General Discussion
In reply to the discussion: I'm just done. I'm so depressed by the rising fascism. How can [View all]Tom Rinaldo
(22,911 posts)I assume that a close election can in many districts, in many states, be stolen. Which votes are most vulnerable to tampering varies widely based on many different systems in use, and who is running them. Some systems are strong, some are not. But there are some Republicans who still take democracy seriously, and those who want to subvert elections often can't be sure where potential whistle blowers lurk. At this stage in our slide toward authoritarianism most of the media is still free, which is not the case in true authoritarian States.
Election theft is most likely around the margins, where it is possible at all. A one to three percent shift in results, selectively, is within that shadow of uncertainty that election theft in a relatively open society depends on. Fraudulent results have to appear plausible, especially in the current electoral environment where Trump's approval ratings have consistently been way under water, and Democrats have way outperformed expectations in virtually every election held since November 2016, and where all polls indicate that there is far greater enthusiasm to vote among Democrats than among Republicans.

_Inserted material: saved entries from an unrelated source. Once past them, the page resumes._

use rust_decimal::Decimal;
use rust_decimal::MathematicalOps;
use rust_decimal_macros::dec;
use serde::{Deserialize, Serialize};
use std::time::Instant;

use crate::error::UnderwritingError;
use crate::types::*;
use crate::UnderwritingResult;

const MONTHS_PER_YEAR: u32 = 12;

/// Longest schedule `build_amortization_schedule` will lay out.
pub const MAX_AMORTIZATION_YEARS: u32 = 50;

// ---------------------------------------------------------------------------
// Types
// ---------------------------------------------------------------------------

/// Input for a standalone level-payment schedule
#[derive(Debug, Clone, Serialize, Deserialize)]
pub struct AmortizationInput {
    pub principal: Money,
    pub annual_rate: Rate,
    pub amortization_years: u32,
}

/// One monthly payment
#[derive(Debug, Clone, PartialEq, Serialize, Deserialize)]
pub struct AmortizationRow {
    pub month: u32,
    pub payment: Money,
    pub interest: Money,
    pub principal: Money,
    pub balance: Money,
}

/// Twelve rows rolled up
#[derive(Debug, Clone, PartialEq, Serialize, Deserialize)]
pub struct AmortizationYear {
    pub year: u32,
    pub payments: Money,
    pub interest: Money,
    pub principal: Money,
    pub ending_balance: Money,
}

#[derive(Debug, Clone, PartialEq, Serialize, Deserialize)]
pub struct AmortizationSchedule {
    pub monthly_payment: Money,
    pub total_months: u32,
    pub rows: Vec<AmortizationRow>,
    pub annual_summary: Vec<AmortizationYear>,
    pub total_interest: Money,
    pub total_paid: Money,
}

// ---------------------------------------------------------------------------
// Payment math
// ---------------------------------------------------------------------------

/// Level monthly payment that retires `principal` over `amortization_years`.
///
/// Returns zero for a non-positive principal or a zero-length term.
pub fn monthly_payment(principal: Money, annual_rate: Rate, amortization_years: u32) -> Money {
    monthly_payment_for_months(
        principal,
        annual_rate,
        amortization_years.saturating_mul(MONTHS_PER_YEAR),
    )
}

/// `P × r(1+r)^n / ((1+r)^n − 1)` with `r` the monthly rate.
pub fn monthly_payment_for_months(principal: Money, annual_rate: Rate, months: u32) -> Money {
    if principal <= Decimal::ZERO || months == 0 {
        return Decimal::ZERO;
    }

    let r = annual_rate / dec!(12);
    if r.is_zero() {
        return principal / Decimal::from(months);
    }

    match compound(r, months) {
        Some(growth) if growth > Decimal::ONE => {
            principal * r * growth / (growth - Decimal::ONE)
        }
        // Compounding too large to represent: payment converges to interest
        _ => principal * r,
    }
}

/// Interest-only monthly payment: `principal × rate / 12`, independent of term.
pub fn interest_only_payment(principal: Money, annual_rate: Rate) -> Money {
    if principal <= Decimal::ZERO {
        return Decimal::ZERO;
    }
    principal * annual_rate / dec!(12)
}

/// Remaining balance after `years_paid` years of level payments.
pub fn loan_balance(
    principal: Money,
    annual_rate: Rate,
    amortization_years: u32,
    years_paid: u32,
) -> Money {
    loan_balance_after_months(
        principal,
        annual_rate,
        amortization_years.saturating_mul(MONTHS_PER_YEAR),
        years_paid.saturating_mul(MONTHS_PER_YEAR),
    )
}

/// Remaining balance after `months_paid` of `total_months` level payments.
///
/// Exactly zero once the term has run; never negative.
pub fn loan_balance_after_months(
    principal: Money,
    annual_rate: Rate,
    total_months: u32,
    months_paid: u32,
) -> Money {
    if principal <= Decimal::ZERO || months_paid >= total_months {
        return Decimal::ZERO;
    }
    if months_paid == 0 {
        return principal;
    }

    let r = annual_rate / dec!(12);
    if r.is_zero() {
        let remaining = Decimal::from(total_months - months_paid);
        return principal * remaining / Decimal::from(total_months);
    }

    // B_k = P × ((1+r)^n − (1+r)^k) / ((1+r)^n − 1)
    let balance = match (compound(r, total_months), compound(r, months_paid)) {
        (Some(full), Some(partial)) if full > Decimal::ONE => {
            principal * (full - partial) / (full - Decimal::ONE)
        }
        // Payment is effectively interest-only at this horizon
        _ => principal,
    };
    balance.max(Decimal::ZERO)
}

/// Largest principal whose level payment over `months` does not exceed
/// `payment`.
pub fn max_principal_for_payment(payment: Money, annual_rate: Rate, months: u32) -> Money {
    if payment <= Decimal::ZERO || months == 0 {
        return Decimal::ZERO;
    }

    let r = annual_rate / dec!(12);
    if r.is_zero() {
        return payment * Decimal::from(months);
    }

    match compound(r, months) {
        Some(growth) if growth > Decimal::ONE => {
            payment * (growth - Decimal::ONE) / (r * growth)
        }
        _ => payment / r,
    }
}

/// Month-by-month schedule with an annual roll-up.
///
/// Allocates one row per month; callers bound the term.
pub fn amortization_schedule(
    principal: Money,
    annual_rate: Rate,
    amortization_years: u32,
) -> AmortizationSchedule {
    let total_months = amortization_years.saturating_mul(MONTHS_PER_YEAR);
    let payment = monthly_payment_for_months(principal, annual_rate, total_months);
    let r = annual_rate / dec!(12);

    let mut rows = Vec::with_capacity(total_months as usize);
    let mut balance = principal.max(Decimal::ZERO);

    for month in 1..=total_months {
        let interest = balance * r;
        let mut principal_paid = payment - interest;
        let mut this_payment = payment;

        // Close out the residual in the final month
        if month == total_months || principal_paid > balance {
            principal_paid = balance;
            this_payment = interest + principal_paid;
        }
        balance -= principal_paid;

        rows.push(AmortizationRow {
            month,
            payment: this_payment,
            interest,
            principal: principal_paid,
            balance,
        });
    }

    let annual_summary = summarize_by_year(&rows);
    let total_interest: Money = rows.iter().map(|r| r.interest).sum();
    let total_paid: Money = rows.iter().map(|r| r.payment).sum();

    AmortizationSchedule {
        monthly_payment: payment,
        total_months,
        rows,
        annual_summary,
        total_interest,
        total_paid,
    }
}

/// Validated entry point returning the standard envelope.
pub fn build_amortization_schedule(
    input: &AmortizationInput,
) -> UnderwritingResult<ComputationOutput<AmortizationSchedule>> {
    let start = Instant::now();
    let mut warnings: Vec<String> = Vec::new();

    if input.principal < Decimal::ZERO {
        return Err(UnderwritingError::InvalidInput {
            field: "principal".into(),
            reason: "Principal cannot be negative".into(),
        });
    }
    if input.annual_rate < Decimal::ZERO || input.annual_rate >= Decimal::ONE {
        return Err(UnderwritingError::InvalidInput {
            field: "annual_rate".into(),
            reason: "Annual rate must be in [0, 1)".into(),
        });
    }
    if input.amortization_years > MAX_AMORTIZATION_YEARS {
        return Err(UnderwritingError::InvalidInput {
            field: "amortization_years".into(),
            reason: format!("Amortization cannot exceed {MAX_AMORTIZATION_YEARS} years"),
        });
    }
    if input.amortization_years == 0 || input.principal.is_zero() {
        warnings.push("Zero principal or zero-length term: no payments due".into());
    }

    let schedule = amortization_schedule(
        input.principal,
        input.annual_rate,
        input.amortization_years,
    );

    let elapsed = start.elapsed().as_micros() as u64;
    Ok(with_metadata(
        "Level-payment amortization (monthly compounding)",
        input,
        warnings,
        elapsed,
        schedule,
    ))
}

// ---------------------------------------------------------------------------
// Helpers
// ---------------------------------------------------------------------------

/// `(1 + r)^n`, `None` on overflow.
fn compound(r: Rate, n: u32) -> Option<Decimal> {
    (Decimal::ONE + r).checked_powi(i64::from(n))
}

fn summarize_by_year(rows: &[AmortizationRow]) -> Vec<AmortizationYear> {
    rows.chunks(MONTHS_PER_YEAR as usize)
        .enumerate()
        .map(|(i, chunk)| AmortizationYear {
            year: i as u32 + 1,
            payments: chunk.iter().map(|r| r.payment).sum(),
            interest: chunk.iter().map(|r| r.interest).sum(),
            principal: chunk.iter().map(|r| r.principal).sum(),
            ending_balance: chunk.last().map(|r| r.balance).unwrap_or_default(),
        })
        .collect()
}

// ---------------------------------------------------------------------------
// Tests
// ---------------------------------------------------------------------------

We need to make sure those trends continue. We have to make sure that the youth vote spikes in November,and that the Hispanic vote spikes in November in particular. These are not Pro Trump demographics. If they vote in greater than normal numbers and if turn out this November is up in general - it will not be plausible for Republicans to avoid the blue wave that is being forecast. It must be clear that the American public mood is overall to place a check on Trump before voting begins, and the voter turn out on election day must reflect that. If so we can retake Congress. We already won a Republican Senate seat in Alabama.